BEGIN Input data

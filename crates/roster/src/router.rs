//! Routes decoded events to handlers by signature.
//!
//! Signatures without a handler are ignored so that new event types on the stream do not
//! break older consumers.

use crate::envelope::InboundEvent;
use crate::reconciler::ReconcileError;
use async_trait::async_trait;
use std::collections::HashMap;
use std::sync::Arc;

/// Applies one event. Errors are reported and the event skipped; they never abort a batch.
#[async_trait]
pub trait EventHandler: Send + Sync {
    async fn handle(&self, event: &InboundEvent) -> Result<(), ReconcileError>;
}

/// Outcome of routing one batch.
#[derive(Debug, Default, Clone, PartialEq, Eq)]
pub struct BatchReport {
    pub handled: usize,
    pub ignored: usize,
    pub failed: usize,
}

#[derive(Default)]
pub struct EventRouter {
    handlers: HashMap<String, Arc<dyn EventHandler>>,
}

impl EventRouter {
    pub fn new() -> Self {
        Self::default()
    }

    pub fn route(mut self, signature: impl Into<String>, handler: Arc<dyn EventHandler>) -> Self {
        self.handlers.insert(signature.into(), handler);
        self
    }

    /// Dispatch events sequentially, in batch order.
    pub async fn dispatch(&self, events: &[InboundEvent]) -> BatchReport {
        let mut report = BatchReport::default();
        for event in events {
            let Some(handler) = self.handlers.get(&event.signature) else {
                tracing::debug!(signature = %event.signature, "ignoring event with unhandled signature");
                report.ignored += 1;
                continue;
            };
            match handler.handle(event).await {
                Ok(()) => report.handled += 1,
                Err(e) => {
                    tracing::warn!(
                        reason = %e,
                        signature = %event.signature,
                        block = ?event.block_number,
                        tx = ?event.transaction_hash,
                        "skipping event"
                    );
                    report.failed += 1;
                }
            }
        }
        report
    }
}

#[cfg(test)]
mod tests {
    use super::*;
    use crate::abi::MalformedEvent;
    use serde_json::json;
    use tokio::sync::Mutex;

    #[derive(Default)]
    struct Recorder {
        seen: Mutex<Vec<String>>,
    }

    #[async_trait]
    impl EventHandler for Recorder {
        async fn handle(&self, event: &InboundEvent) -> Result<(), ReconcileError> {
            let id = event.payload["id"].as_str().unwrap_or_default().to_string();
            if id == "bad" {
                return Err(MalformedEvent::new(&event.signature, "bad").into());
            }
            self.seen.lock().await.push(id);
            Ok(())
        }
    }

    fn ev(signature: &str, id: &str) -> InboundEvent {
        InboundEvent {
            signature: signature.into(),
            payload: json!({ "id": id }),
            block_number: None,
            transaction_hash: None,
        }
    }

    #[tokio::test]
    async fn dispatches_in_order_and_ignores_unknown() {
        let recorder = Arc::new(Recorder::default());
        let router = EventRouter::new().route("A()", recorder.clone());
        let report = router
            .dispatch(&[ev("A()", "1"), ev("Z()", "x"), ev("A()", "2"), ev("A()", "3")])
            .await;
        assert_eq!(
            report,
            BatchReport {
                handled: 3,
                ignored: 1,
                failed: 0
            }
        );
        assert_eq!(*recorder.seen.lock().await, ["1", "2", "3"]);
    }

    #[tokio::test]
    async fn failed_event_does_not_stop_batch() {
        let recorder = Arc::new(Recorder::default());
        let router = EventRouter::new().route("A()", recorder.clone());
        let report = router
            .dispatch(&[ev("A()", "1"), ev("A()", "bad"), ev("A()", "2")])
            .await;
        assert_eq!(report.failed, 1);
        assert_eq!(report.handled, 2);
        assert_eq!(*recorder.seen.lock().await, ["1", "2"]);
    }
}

END Input data
BEGIN Input data

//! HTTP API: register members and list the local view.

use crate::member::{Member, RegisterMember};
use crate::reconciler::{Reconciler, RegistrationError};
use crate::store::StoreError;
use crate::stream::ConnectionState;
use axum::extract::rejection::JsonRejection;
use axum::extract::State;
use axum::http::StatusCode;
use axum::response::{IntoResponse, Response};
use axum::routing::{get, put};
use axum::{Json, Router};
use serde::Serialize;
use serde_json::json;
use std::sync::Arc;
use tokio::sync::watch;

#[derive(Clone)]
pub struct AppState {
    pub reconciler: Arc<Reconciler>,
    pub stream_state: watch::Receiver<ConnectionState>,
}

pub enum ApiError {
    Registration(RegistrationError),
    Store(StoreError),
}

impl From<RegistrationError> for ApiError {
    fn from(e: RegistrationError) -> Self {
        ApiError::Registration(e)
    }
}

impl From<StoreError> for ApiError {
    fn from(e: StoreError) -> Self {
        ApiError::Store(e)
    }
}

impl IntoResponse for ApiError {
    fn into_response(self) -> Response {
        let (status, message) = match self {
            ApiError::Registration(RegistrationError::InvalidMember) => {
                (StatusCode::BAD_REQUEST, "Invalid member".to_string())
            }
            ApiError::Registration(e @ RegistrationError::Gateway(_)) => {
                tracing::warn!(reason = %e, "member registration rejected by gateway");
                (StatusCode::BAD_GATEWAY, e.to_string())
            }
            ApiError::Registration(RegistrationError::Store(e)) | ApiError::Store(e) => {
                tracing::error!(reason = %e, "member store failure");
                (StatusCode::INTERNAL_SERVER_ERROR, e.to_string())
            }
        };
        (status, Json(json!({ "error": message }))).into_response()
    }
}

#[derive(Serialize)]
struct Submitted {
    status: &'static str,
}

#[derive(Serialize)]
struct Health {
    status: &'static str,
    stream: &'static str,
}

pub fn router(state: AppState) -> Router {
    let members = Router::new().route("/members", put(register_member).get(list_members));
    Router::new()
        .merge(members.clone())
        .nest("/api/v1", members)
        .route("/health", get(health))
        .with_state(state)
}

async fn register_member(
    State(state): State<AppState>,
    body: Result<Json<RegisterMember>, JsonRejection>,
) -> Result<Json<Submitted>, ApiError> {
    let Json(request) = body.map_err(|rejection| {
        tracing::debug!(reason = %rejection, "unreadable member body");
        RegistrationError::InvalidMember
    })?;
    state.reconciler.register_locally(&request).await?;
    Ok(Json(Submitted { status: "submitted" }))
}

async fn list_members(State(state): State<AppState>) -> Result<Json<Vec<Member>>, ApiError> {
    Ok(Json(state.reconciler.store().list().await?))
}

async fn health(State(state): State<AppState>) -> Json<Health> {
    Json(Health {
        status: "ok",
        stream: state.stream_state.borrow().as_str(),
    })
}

END Input data

*What the task requires*. Read through the material above, and whenever a line contains "struct", copy it.

*Answer space*.
pub struct BatchReport {
pub struct EventRouter {
    struct Recorder {
pub struct AppState {
struct Submitted {
struct Health {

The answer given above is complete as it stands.